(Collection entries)

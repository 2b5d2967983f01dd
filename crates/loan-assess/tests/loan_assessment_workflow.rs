//! Integration scenarios for the assessment workflow driven entirely
//! through the public crate surface: CSV intake, the assessment service,
//! and the HTTP router.

use std::io::Cursor;
use std::sync::Arc;

use chrono::NaiveDate;
use tower::ServiceExt;

use loan_assess::workflows::assessment::{
    assessment_router, AssessmentService, DocumentText, EligibilityConfig, ReceiptStatus,
};
use loan_assess::workflows::intake::DocumentBatchImporter;

fn assessed_on() -> NaiveDate {
    NaiveDate::from_ymd_opt(2024, 6, 1).expect("valid date")
}

fn service() -> AssessmentService {
    AssessmentService::new(EligibilityConfig::default())
}

const BATCH_CSV: &str = "\
File Name,Recognized Text
pan.pdf,\"Permanent Account Number Card
PAN : ABCDE1234F
Name: RAVI KUMAR
12/04/1988\"
march-slip.pdf,\"Pay Slip - March 2024
Basic : Rs. 45,000
Net Pay : Rs. 69,600\"
feb_statement.pdf,\"HDFC BANK STATEMENT
01/02 HOME LOAN EMI Rs. 15,000
05/02 SALARY CREDIT Rs. 85,000
Average Balance : Rs. 45,210\"
";

#[test]
fn csv_batch_flows_through_to_an_eligibility_result() {
    let documents =
        DocumentBatchImporter::from_reader(Cursor::new(BATCH_CSV)).expect("batch imports");
    assert_eq!(documents.len(), 3);

    let outcome = service().assess(&documents, assessed_on());

    assert_eq!(outcome.profile.identity.pan.as_deref(), Some("ABCDE1234F"));
    assert_eq!(outcome.profile.average_balance, Some(45_210));

    let eligibility = outcome.eligibility.expect("net pay present");
    assert_eq!(eligibility.gross_monthly_estimate, 69_600);
    assert_eq!(eligibility.total_existing_emi, 15_000);
    assert_eq!(eligibility.max_allowed_emi, 41_760);
    assert_eq!(eligibility.available_for_new_emi, 26_760);
    assert!(eligibility.approx_max_loan > 0);
}

#[test]
fn documents_processed_in_caller_order_decide_precedence() {
    let first = DocumentText::new(
        "pan-a.pdf".to_string(),
        "PAN : ABCDE1234F\nName: RAVI KUMAR".to_string(),
    );
    let second = DocumentText::new(
        "pan-b.pdf".to_string(),
        "PAN : FGHIJ5678K\nName: SOMEONE ELSE".to_string(),
    );

    let forward = service().assess(&[first.clone(), second.clone()], assessed_on());
    assert_eq!(
        forward.profile.identity.pan.as_deref(),
        Some("ABCDE1234F")
    );

    let reversed = service().assess(&[second, first], assessed_on());
    assert_eq!(
        reversed.profile.identity.pan.as_deref(),
        Some("FGHIJ5678K")
    );
}

#[test]
fn statuses_come_back_pending_for_an_unrelated_batch() {
    let documents = vec![DocumentText::new(
        "notes.txt".to_string(),
        "nothing recognizable in this scan".to_string(),
    )];

    let outcome = service().assess(&documents, assessed_on());
    assert!(outcome
        .report
        .document_status
        .iter()
        .all(|entry| entry.status == ReceiptStatus::Pending));
    assert!(outcome.eligibility.is_none());
}

#[tokio::test]
async fn router_serves_the_assessment_endpoint() {
    let router = assessment_router(Arc::new(service()));

    let payload = serde_json::json!({
        "documents": [
            { "filename": "march-slip.pdf", "text": "Pay Slip\nNet Pay : Rs. 69,600" },
        ],
        "assessed_on": "2024-06-01",
    });

    let response = router
        .oneshot(
            axum::http::Request::post("/api/v1/loan/assessments")
                .header(axum::http::header::CONTENT_TYPE, "application/json")
                .body(axum::body::Body::from(
                    serde_json::to_vec(&payload).unwrap(),
                ))
                .unwrap(),
        )
        .await
        .expect("router responds");

    assert_eq!(response.status(), axum::http::StatusCode::OK);
}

▶ _DIRECTIONS_
The reply should consist of the records, reproduced exactly.

▶ _OUTPUT OF THE EXERCISE_
repository 2b5d2967983f01dd
filename crates/loan-assess/tests/loan_assessment_workflow.rs
//! Integration scenarios for the assessment workflow driven entirely
//! through the public crate surface: CSV intake, the assessment service,
//! and the HTTP router.

use std::io::Cursor;
use std::sync::Arc;

use chrono::NaiveDate;
use tower::ServiceExt;

use loan_assess::workflows::assessment::{
    assessment_router, AssessmentService, DocumentText, EligibilityConfig, ReceiptStatus,
};
use loan_assess::workflows::intake::DocumentBatchImporter;

fn assessed_on() -> NaiveDate {
    NaiveDate::from_ymd_opt(2024, 6, 1).expect("valid date")
}

fn service() -> AssessmentService {
    AssessmentService::new(EligibilityConfig::default())
}

const BATCH_CSV: &str = "\
File Name,Recognized Text
pan.pdf,\"Permanent Account Number Card
PAN : ABCDE1234F
Name: RAVI KUMAR
12/04/1988\"
march-slip.pdf,\"Pay Slip - March 2024
Basic : Rs. 45,000
Net Pay : Rs. 69,600\"
feb_statement.pdf,\"HDFC BANK STATEMENT
01/02 HOME LOAN EMI Rs. 15,000
05/02 SALARY CREDIT Rs. 85,000
Average Balance : Rs. 45,210\"
";

#[test]
fn csv_batch_flows_through_to_an_eligibility_result() {
    let documents =
        DocumentBatchImporter::from_reader(Cursor::new(BATCH_CSV)).expect("batch imports");
    assert_eq!(documents.len(), 3);

    let outcome = service().assess(&documents, assessed_on());

    assert_eq!(outcome.profile.identity.pan.as_deref(), Some("ABCDE1234F"));
    assert_eq!(outcome.profile.average_balance, Some(45_210));

    let eligibility = outcome.eligibility.expect("net pay present");
    assert_eq!(eligibility.gross_monthly_estimate, 69_600);
    assert_eq!(eligibility.total_existing_emi, 15_000);
    assert_eq!(eligibility.max_allowed_emi, 41_760);
    assert_eq!(eligibility.available_for_new_emi, 26_760);
    assert!(eligibility.approx_max_loan > 0);
}

#[test]
fn documents_processed_in_caller_order_decide_precedence() {
    let first = DocumentText::new(
        "pan-a.pdf".to_string(),
        "PAN : ABCDE1234F\nName: RAVI KUMAR".to_string(),
    );
    let second = DocumentText::new(
        "pan-b.pdf".to_string(),
        "PAN : FGHIJ5678K\nName: SOMEONE ELSE".to_string(),
    );

    let forward = service().assess(&[first.clone(), second.clone()], assessed_on());
    assert_eq!(
        forward.profile.identity.pan.as_deref(),
        Some("ABCDE1234F")
    );

    let reversed = service().assess(&[second, first], assessed_on());
    assert_eq!(
        reversed.profile.identity.pan.as_deref(),
        Some("FGHIJ5678K")
    );
}

#[test]
fn statuses_come_back_pending_for_an_unrelated_batch() {
    let documents = vec![DocumentText::new(
        "notes.txt".to_string(),
        "nothing recognizable in this scan".to_string(),
    )];

    let outcome = service().assess(&documents, assessed_on());
    assert!(outcome
        .report
        .document_status
        .iter()
        .all(|entry| entry.status == ReceiptStatus::Pending));
    assert!(outcome.eligibility.is_none());
}

#[tokio::test]
async fn router_serves_the_assessment_endpoint() {
    let router = assessment_router(Arc::new(service()));

    let payload = serde_json::json!({
        "documents": [
            { "filename": "march-slip.pdf", "text": "Pay Slip\nNet Pay : Rs. 69,600" },
        ],
        "assessed_on": "2024-06-01",
    });

    let response = router
        .oneshot(
            axum::http::Request::post("/api/v1/loan/assessments")
                .header(axum::http::header::CONTENT_TYPE, "application/json")
                .body(axum::body::Body::from(
                    serde_json::to_vec(&payload).unwrap(),
                ))
                .unwrap(),
        )
        .await
        .expect("router responds");

    assert_eq!(response.status(), axum::http::StatusCode::OK);
}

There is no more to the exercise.